_Aim of the exercise_
Pick out and copy every line below that has the word "collect".

##### The data

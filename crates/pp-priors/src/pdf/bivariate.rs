use crate::pdf::JointPdf2d;
use crate::sampling::{u01, weighted_index};
use pp_core::{Error, JointSamples, Result, Support};
use pp_prob::normal::{LN_SQRT_2PI, log_interval_mass};
use rand::RngCore;

/// Number of uniform proposals used by [`BivariateGaussianPdf::sample`].
pub const BIVARIATE_PROPOSALS: usize = 10_000;

/// Bivariate Gaussian truncated to a rectangle.
///
/// Factorized as the truncated marginal of `x1` times the truncated conditional of `x2`
/// given `x1`:
///
/// - `x2 | x1 ~ N(m2 + c/v1 (x1 - m1), v2 - c²/v1)` truncated to the `x2` bounds,
///   renormalized for every `x1`.
///
/// The result is a proper density on the rectangle, though not the rectangle-truncated
/// joint Gaussian.
#[derive(Debug, Clone)]
pub struct BivariateGaussianPdf {
    x1: Support,
    x2: Support,
    mean: [f64; 2],
    covariance: [[f64; 2]; 2],
    sigma1: f64,
    cond_sigma: f64,
    ln_norm1: f64,
}

impl BivariateGaussianPdf {
    /// Create from rectangle bounds, means and a symmetric covariance matrix.
    ///
    /// Requires positive variances and a positive conditional variance
    /// `v2 - c²/v1` (i.e. a positive-definite covariance).
    pub fn new(
        x1: Support,
        x2: Support,
        mean: [f64; 2],
        covariance: [[f64; 2]; 2],
    ) -> Result<Self> {
        Support::new(x1.min, x1.max)?;
        Support::new(x2.min, x2.max)?;
        if !mean.iter().all(|m| m.is_finite()) {
            return Err(Error::InvalidParameter(format!(
                "BivariateGaussianPdf means must be finite, got {mean:?}"
            )));
        }
        let [[v1, c12], [c21, v2]] = covariance;
        if !(v1.is_finite() && v1 > 0.0 && v2.is_finite() && v2 > 0.0) {
            return Err(Error::InvalidParameter(format!(
                "BivariateGaussianPdf variances must be finite and > 0, got ({v1}, {v2})"
            )));
        }
        if !c12.is_finite() || c12 != c21 {
            return Err(Error::InvalidParameter(format!(
                "BivariateGaussianPdf covariance must be finite and symmetric, got ({c12}, {c21})"
            )));
        }
        let cond_var = v2 - c12 * c12 / v1;
        if cond_var <= 0.0 {
            return Err(Error::InvalidParameter(format!(
                "BivariateGaussianPdf covariance is not positive definite (conditional variance {cond_var})"
            )));
        }
        let sigma1 = v1.sqrt();
        let ln_norm1 = log_interval_mass(x1.min, x1.max, mean[0], sigma1);
        if !ln_norm1.is_finite() {
            return Err(Error::InvalidParameter(format!(
                "BivariateGaussianPdf marginal has no mass on [{}, {}]",
                x1.min, x1.max
            )));
        }
        Ok(Self {
            x1,
            x2,
            mean,
            covariance,
            sigma1,
            cond_sigma: cond_var.sqrt(),
            ln_norm1,
        })
    }

    /// Bounds of the first coordinate.
    pub fn x1_support(&self) -> Support {
        self.x1
    }

    /// Bounds of the second coordinate.
    pub fn x2_support(&self) -> Support {
        self.x2
    }

    fn conditional_mean(&self, x1: f64) -> f64 {
        let [[v1, c12], _] = self.covariance;
        self.mean[1] + c12 / v1 * (x1 - self.mean[0])
    }
}

impl JointPdf2d for BivariateGaussianPdf {
    fn log_pdf(&self, x1: f64, x2: f64) -> f64 {
        if !self.x1.contains(x1) || !self.x2.contains(x2) {
            return f64::NEG_INFINITY;
        }
        let z1 = (x1 - self.mean[0]) / self.sigma1;
        let marginal = -0.5 * z1 * z1 - self.sigma1.ln() - LN_SQRT_2PI - self.ln_norm1;

        let cond_mean = self.conditional_mean(x1);
        let ln_cond_norm =
            log_interval_mass(self.x2.min, self.x2.max, cond_mean, self.cond_sigma);
        if !ln_cond_norm.is_finite() {
            return f64::NEG_INFINITY;
        }
        let z2 = (x2 - cond_mean) / self.cond_sigma;
        let conditional = -0.5 * z2 * z2 - self.cond_sigma.ln() - LN_SQRT_2PI - ln_cond_norm;

        let lp = marginal + conditional;
        if lp.is_nan() || lp == f64::INFINITY { f64::NEG_INFINITY } else { lp }
    }

    /// Weighted resampling of [`BIVARIATE_PROPOSALS`] uniform proposals over the rectangle.
    ///
    /// Draws are with replacement, so repeated pairs are expected for large `n_samples`.
    fn sample(&self, n_samples: usize, rng: &mut dyn RngCore) -> Result<JointSamples> {
        let mut proposals = Vec::with_capacity(BIVARIATE_PROPOSALS);
        let mut cumulative = Vec::with_capacity(BIVARIATE_PROPOSALS);
        let mut total = 0.0;
        for _ in 0..BIVARIATE_PROPOSALS {
            let a = self.x1.min + u01(rng) * self.x1.width();
            let b = self.x2.min + u01(rng) * self.x2.width();
            total += self.pdf(a, b);
            proposals.push((a, b));
            cumulative.push(total);
        }
        if !total.is_finite() || total <= 0.0 {
            return Err(Error::Computation(format!(
                "BivariateGaussianPdf proposal weights sum to {total}"
            )));
        }
        let mut out = JointSamples::with_capacity(n_samples);
        for _ in 0..n_samples {
            let (a, b) = proposals[weighted_index(&cumulative, u01(rng) * total)];
            out.push(a, b);
        }
        Ok(out)
    }
}

#[cfg(test)]
mod tests {
    use super::*;
    use crate::pdf::{BoundedPdf, TruncatedGaussianPdf};
    use approx::assert_relative_eq;
    use pp_prob::grid::{linspace, trapezoid};
    use rand::SeedableRng;
    use rand::rngs::StdRng;

    fn unit_box() -> Support {
        Support::new(-2.0, 2.0).unwrap()
    }

    fn boxed(mean: [f64; 2], cov: [[f64; 2]; 2]) -> Result<BivariateGaussianPdf> {
        BivariateGaussianPdf::new(unit_box(), unit_box(), mean, cov)
    }

    #[test]
    fn test_independent_factorizes() {
        let p = boxed([0.0, 0.5], [[1.0, 0.0], [0.0, 0.25]]).unwrap();
        let g1 = TruncatedGaussianPdf::new(0.0, 1.0, -2.0, 2.0).unwrap();
        let g2 = TruncatedGaussianPdf::new(0.5, 0.5, -2.0, 2.0).unwrap();
        let expected = g1.log_pdf(0.3) + g2.log_pdf(-0.7);
        assert_relative_eq!(p.log_pdf(0.3, -0.7), expected, epsilon = 1e-12);
    }

    #[test]
    fn test_integrates_to_one() {
        let p = boxed([0.2, -0.1], [[1.0, 0.6], [0.6, 0.8]]).unwrap();
        let g = linspace(-2.0, 2.0, 401);
        let inner: Vec<f64> = g
            .iter()
            .map(|&a| {
                let row: Vec<f64> = g.iter().map(|&b| p.pdf(a, b)).collect();
                trapezoid(&row, &g)
            })
            .collect();
        assert_relative_eq!(trapezoid(&inner, &g), 1.0, epsilon = 1e-3);
    }

    #[test]
    fn test_outside_rectangle() {
        let p = boxed([0.0, 0.0], [[1.0, 0.3], [0.3, 1.0]]).unwrap();
        assert_eq!(p.log_pdf(2.5, 0.0), f64::NEG_INFINITY);
        assert_eq!(p.log_pdf(0.0, -2.5), f64::NEG_INFINITY);
        assert_eq!(p.log_pdf(f64::NAN, 0.0), f64::NEG_INFINITY);
    }

    #[test]
    fn test_sample_respects_correlation_sign() {
        let p = boxed([0.0, 0.0], [[1.0, 0.8], [0.8, 1.0]]).unwrap();
        let mut rng = StdRng::seed_from_u64(5);
        let s = p.sample(5_000, &mut rng).unwrap();
        assert_eq!(s.len(), 5_000);
        let cov: f64 = s.iter().map(|(a, b)| a * b).sum::<f64>() / s.len() as f64;
        assert!(cov > 0.3, "sample covariance {cov}");
        assert!(s.iter().all(|(a, b)| unit_box().contains(a) && unit_box().contains(b)));
    }

    #[test]
    fn test_conditional_far_outside_x2_box_stays_finite() {
        // At x1 = 2 the conditional mean sits ~87 conditional sigmas above the x2 box.
        let narrow = Support::new(-2.0, -1.9).unwrap();
        let cov = [[1.0, 0.999], [0.999, 1.0]];
        let p = BivariateGaussianPdf::new(unit_box(), narrow, [0.0, 0.0], cov).unwrap();
        let lp = p.log_pdf(2.0, -1.95);
        assert!(lp.is_finite(), "log_pdf = {lp}");
        assert!(p.log_pdf(2.0, -1.9) > lp);

        let g = linspace(-2.0, -1.9, 20_001);
        let row: Vec<f64> = g.iter().map(|&b| p.pdf(2.0, b)).collect();
        let marginal = TruncatedGaussianPdf::new(0.0, 1.0, -2.0, 2.0).unwrap().pdf(2.0);
        assert_relative_eq!(trapezoid(&row, &g), marginal, max_relative = 1e-3);

        let mut rng = StdRng::seed_from_u64(9);
        let s = p.sample(10, &mut rng).unwrap();
        assert_eq!(s.len(), 10);
        assert!(s.iter().all(|(a, b)| unit_box().contains(a) && narrow.contains(b)));
    }

    #[test]
    fn test_rejects_non_positive_definite() {
        assert!(boxed([0.0, 0.0], [[1.0, 1.0], [1.0, 1.0]]).is_err());
        assert!(boxed([0.0, 0.0], [[1.0, 0.2], [0.3, 1.0]]).is_err());
        assert!(boxed([0.0, 0.0], [[0.0, 0.0], [0.0, 1.0]]).is_err());
    }
}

##########

_Answer box_
                let row: Vec<f64> = g.iter().map(|&b| p.pdf(a, b)).collect();
            .collect();
        let row: Vec<f64> = g.iter().map(|&b| p.pdf(2.0, b)).collect();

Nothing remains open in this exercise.